▶ _What you need to do_:
Across the listing, tally the lines in which the word "other" occurs, then report the tally alone.

*** Begin section ***

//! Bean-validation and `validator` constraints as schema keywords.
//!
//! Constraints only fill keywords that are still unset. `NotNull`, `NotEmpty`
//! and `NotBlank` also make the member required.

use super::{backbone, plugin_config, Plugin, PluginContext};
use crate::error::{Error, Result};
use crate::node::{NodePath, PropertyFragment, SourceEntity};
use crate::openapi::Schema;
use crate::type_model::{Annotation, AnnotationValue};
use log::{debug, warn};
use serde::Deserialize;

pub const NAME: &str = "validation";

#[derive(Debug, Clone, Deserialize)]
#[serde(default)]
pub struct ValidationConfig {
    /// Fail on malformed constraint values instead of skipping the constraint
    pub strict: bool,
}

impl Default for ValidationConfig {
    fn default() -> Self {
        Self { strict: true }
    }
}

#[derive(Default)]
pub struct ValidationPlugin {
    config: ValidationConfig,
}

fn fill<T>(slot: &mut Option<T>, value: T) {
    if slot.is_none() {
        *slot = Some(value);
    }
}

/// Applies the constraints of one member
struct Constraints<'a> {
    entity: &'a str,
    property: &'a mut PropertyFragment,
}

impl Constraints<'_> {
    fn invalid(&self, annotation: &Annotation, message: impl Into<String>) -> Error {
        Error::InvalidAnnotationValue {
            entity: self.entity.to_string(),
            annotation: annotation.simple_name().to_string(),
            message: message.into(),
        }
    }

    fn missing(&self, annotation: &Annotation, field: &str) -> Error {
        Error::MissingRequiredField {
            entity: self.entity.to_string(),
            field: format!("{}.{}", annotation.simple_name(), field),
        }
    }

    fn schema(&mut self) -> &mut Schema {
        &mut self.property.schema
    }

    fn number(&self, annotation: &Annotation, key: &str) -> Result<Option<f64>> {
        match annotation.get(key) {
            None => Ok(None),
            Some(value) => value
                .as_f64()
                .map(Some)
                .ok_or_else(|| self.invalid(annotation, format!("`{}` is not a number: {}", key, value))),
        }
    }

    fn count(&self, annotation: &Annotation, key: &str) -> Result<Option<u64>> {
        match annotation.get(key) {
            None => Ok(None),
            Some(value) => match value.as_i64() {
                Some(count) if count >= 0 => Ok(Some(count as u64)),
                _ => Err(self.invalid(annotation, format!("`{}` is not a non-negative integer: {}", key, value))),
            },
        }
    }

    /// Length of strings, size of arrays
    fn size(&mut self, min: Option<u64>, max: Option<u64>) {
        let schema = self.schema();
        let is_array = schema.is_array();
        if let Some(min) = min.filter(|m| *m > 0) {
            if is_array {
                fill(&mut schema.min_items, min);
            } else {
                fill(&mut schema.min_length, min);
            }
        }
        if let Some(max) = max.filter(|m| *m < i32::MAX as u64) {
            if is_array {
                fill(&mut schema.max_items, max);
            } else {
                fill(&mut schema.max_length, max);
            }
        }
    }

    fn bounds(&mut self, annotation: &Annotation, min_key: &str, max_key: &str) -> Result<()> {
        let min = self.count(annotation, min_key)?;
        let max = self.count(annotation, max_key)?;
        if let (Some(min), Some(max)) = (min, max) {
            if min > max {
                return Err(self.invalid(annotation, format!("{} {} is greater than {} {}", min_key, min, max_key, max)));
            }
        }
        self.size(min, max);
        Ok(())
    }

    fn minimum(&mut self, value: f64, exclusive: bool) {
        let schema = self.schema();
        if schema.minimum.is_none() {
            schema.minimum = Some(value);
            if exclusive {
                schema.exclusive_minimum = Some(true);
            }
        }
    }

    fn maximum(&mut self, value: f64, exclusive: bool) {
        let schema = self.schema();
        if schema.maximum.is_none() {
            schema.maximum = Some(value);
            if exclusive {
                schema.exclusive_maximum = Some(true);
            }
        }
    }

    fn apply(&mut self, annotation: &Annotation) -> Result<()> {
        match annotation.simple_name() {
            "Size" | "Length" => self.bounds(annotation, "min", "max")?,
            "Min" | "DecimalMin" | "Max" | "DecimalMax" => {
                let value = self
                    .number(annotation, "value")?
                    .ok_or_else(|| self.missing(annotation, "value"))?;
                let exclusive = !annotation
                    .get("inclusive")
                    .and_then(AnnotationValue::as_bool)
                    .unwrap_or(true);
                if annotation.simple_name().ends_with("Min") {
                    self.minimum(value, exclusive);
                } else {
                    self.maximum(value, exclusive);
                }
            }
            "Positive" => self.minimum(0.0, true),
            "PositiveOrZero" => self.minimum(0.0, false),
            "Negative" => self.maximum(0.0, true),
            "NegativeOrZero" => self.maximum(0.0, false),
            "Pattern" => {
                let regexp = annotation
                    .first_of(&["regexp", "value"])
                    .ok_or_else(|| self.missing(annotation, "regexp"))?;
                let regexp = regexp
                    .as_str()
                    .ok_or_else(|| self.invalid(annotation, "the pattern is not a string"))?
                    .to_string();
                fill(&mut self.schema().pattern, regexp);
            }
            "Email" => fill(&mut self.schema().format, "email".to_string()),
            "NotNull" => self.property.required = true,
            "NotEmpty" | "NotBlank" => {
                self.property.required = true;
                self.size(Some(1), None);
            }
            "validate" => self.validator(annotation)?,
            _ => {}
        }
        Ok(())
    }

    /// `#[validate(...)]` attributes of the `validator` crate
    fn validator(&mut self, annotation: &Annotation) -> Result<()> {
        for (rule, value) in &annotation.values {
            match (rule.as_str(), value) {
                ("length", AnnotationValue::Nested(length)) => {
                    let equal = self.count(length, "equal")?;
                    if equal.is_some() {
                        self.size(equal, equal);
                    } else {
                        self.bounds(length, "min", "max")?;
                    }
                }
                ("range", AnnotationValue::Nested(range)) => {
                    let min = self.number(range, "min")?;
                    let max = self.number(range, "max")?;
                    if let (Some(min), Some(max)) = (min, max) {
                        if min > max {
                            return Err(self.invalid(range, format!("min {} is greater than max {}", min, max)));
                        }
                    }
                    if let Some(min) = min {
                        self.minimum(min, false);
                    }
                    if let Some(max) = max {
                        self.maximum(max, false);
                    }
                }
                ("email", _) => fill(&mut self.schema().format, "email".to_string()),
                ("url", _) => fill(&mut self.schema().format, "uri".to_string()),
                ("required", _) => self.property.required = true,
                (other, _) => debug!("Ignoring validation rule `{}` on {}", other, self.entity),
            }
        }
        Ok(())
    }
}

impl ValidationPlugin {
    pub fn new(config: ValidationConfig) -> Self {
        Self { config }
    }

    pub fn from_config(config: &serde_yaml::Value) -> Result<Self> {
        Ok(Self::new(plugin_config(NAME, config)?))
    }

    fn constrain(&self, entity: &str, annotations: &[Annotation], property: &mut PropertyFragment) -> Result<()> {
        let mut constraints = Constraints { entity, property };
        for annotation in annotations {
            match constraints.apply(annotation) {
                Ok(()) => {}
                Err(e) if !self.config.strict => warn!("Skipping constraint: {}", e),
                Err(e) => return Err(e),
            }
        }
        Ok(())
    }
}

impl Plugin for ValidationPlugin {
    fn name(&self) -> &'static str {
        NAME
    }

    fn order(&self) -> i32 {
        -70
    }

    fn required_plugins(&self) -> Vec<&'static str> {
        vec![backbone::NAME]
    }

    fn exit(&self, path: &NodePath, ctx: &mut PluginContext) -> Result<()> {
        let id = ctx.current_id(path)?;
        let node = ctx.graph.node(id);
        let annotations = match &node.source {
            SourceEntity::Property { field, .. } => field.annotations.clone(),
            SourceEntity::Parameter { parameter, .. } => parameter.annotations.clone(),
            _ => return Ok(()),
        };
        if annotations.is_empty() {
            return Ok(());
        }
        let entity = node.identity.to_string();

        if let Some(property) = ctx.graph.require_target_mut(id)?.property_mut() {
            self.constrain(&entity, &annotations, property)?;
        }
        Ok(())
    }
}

*** End section ***
*** Begin section ***

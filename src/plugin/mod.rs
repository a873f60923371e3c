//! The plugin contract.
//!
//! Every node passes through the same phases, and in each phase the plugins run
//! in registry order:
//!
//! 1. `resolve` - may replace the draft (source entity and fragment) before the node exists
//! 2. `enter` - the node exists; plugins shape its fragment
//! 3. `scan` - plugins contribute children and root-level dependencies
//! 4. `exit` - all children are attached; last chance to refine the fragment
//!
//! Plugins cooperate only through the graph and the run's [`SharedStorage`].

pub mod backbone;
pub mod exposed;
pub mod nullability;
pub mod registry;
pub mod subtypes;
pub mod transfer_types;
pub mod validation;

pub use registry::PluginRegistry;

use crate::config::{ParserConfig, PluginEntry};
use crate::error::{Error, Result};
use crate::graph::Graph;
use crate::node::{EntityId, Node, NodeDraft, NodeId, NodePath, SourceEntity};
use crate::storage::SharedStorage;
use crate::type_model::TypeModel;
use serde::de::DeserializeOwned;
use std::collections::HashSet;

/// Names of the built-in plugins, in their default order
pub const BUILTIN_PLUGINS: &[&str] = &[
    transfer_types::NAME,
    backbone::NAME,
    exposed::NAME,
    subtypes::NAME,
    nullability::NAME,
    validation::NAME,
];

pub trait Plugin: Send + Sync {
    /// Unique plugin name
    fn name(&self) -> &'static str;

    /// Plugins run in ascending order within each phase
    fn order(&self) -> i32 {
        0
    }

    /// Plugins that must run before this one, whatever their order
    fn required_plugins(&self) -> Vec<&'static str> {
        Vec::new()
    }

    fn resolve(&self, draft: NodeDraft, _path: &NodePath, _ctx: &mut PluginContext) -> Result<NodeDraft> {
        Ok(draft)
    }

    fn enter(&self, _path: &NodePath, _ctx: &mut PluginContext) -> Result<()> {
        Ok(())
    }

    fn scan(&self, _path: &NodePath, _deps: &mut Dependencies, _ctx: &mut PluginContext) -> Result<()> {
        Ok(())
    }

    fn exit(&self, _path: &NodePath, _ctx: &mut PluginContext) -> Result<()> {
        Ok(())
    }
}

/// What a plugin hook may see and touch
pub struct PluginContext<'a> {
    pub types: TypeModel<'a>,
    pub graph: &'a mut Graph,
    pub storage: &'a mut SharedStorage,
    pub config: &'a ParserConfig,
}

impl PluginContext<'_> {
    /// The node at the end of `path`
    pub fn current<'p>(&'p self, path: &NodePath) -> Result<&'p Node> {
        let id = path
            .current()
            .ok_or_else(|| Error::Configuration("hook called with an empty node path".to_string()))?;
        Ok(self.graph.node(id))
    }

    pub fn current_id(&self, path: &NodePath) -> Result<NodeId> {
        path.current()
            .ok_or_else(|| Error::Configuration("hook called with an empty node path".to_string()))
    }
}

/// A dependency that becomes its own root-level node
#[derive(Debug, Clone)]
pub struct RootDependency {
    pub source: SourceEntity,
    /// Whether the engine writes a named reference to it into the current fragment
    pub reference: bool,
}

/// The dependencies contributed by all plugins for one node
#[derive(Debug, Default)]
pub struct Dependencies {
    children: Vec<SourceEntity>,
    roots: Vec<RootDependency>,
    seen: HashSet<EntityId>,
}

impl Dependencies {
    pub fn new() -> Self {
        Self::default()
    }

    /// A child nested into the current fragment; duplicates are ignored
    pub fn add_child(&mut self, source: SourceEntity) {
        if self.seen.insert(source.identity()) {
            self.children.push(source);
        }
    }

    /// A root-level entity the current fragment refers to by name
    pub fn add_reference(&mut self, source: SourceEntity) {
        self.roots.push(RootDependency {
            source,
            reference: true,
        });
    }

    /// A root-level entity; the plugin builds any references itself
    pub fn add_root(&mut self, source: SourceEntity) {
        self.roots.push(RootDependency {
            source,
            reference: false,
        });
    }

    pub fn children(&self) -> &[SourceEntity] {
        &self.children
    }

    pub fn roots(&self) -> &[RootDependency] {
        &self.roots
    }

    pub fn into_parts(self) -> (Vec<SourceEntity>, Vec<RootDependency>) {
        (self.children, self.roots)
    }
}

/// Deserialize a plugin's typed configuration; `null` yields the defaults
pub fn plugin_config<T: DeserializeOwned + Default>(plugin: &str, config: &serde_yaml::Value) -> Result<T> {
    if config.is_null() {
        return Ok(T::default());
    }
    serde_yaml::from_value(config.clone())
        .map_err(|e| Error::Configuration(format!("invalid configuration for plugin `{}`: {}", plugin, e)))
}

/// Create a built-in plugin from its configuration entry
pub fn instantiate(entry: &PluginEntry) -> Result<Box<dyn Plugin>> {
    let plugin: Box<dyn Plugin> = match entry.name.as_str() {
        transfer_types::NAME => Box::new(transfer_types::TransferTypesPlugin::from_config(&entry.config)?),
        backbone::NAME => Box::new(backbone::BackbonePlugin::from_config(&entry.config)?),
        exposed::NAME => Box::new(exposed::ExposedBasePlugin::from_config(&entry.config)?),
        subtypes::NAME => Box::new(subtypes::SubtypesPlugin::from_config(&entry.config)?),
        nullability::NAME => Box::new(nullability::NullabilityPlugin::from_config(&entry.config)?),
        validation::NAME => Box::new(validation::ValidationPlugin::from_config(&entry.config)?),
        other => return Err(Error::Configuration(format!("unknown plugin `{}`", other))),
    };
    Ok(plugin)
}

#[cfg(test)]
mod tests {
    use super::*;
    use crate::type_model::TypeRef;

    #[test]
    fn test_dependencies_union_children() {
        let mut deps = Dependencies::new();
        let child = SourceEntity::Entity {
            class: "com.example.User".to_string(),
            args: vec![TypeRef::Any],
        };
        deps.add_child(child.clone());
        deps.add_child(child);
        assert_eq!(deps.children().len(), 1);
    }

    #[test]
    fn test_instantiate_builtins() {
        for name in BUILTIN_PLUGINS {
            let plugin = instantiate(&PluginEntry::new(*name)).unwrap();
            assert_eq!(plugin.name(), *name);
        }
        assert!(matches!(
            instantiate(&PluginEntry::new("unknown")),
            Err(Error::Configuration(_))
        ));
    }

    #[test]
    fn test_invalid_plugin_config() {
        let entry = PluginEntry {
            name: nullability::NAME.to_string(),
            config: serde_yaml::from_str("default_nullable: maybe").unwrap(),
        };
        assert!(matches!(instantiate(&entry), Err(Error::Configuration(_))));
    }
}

*** End section ***

▶ _Answer box_:
2